Objective. The aim of our study was to investigate the distribution of the PHPT clinical manifestations and biochemical features in patients who underwent parathyroidectomy.

Materials and methods. Medical records of 449 patients from three Medical Centers (Saint-Petersburg, Russia), hospitalized during a period from 2011 to 2018, were reviewed. History and anthropometric data, laboratory results (iPTH, total and  iCa, phosphorus, ALP, 24-h urinary calcium, 25(OH)D) and imaging data (ultrasonography, scintigraphy, CT/MRI scan, DXA) were analyzed.

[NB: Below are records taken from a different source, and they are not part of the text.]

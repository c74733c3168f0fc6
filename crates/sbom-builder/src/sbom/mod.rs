//! SBOM 문서 직렬화
//!
//! 빌더가 만든 [`DocumentGraph`](crate::types::DocumentGraph)는 형식과 무관한
//! 모델입니다. 이 모듈은 그래프를 디스크에 기록할 SPDX 2.3 JSON으로 변환합니다.
//! 시간과 UUID처럼 실행마다 달라지는 값은 여기서만 채워집니다.

pub mod spdx;
pub mod util;

pub use spdx::{SpdxOptions, to_spdx_json, write_spdx_json};
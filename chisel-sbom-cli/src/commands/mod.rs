//! Command handlers -- one module per subcommand

pub mod config;
pub mod convert;

use std::path::Path;

use chisel_sbom_core::config::SbomConfig;

use crate::cli::DEFAULT_CONFIG_PATH;
use crate::error::CliError;

/// Load the configuration used by a subcommand.
///
/// The default path may be absent (defaults + env overrides apply);
/// an explicitly given path must exist.
pub(crate) async fn load_config(config_path: &Path) -> Result<SbomConfig, CliError> {
    let config = if config_path == Path::new(DEFAULT_CONFIG_PATH) {
        SbomConfig::load_or_default(config_path).await?
    } else {
        SbomConfig::load(config_path).await?
    };
    Ok(config)
}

Results. Three hundred ninety-four patients were included in the final analysis. Median age was 60 years with 94.2 % being women. Symptomatic disease was evident in 222 (56.4%) patients, asymptomatic in 172 (43.6%). Skeletal involvement was more common for women, while frequency of other manifestations did not differ in both genders. There was no difference between symptomatic and asymptomatic patients in age. Serum iPTH level was higher in symptomatic patients (202.9 and 181.0 pg/ml, p=0.022). Serum 25(OH)D level was estimated in few patients and negatively correlated with PTH (r= -0.294, p=0.005), iCa (r= -0.268, p=0.010) and total Ca (r= -0.284, p=0.014) levels. Manifestations of CVD were observed in 67.7% of cases and affected equally both symptomatic and asymptomatic patients (70.7% and 63.4%, p=0.076). Both age and BMI were higher in patients with CVD, whether or not they were symptomatic (62 and 53 years, p<0.0001; 30.4 vs 26.0 kg/m2, p<0.0001, respectively).

Conclusions. This experience illustrates that symptomatic phenotype is still the most common form of PHPT.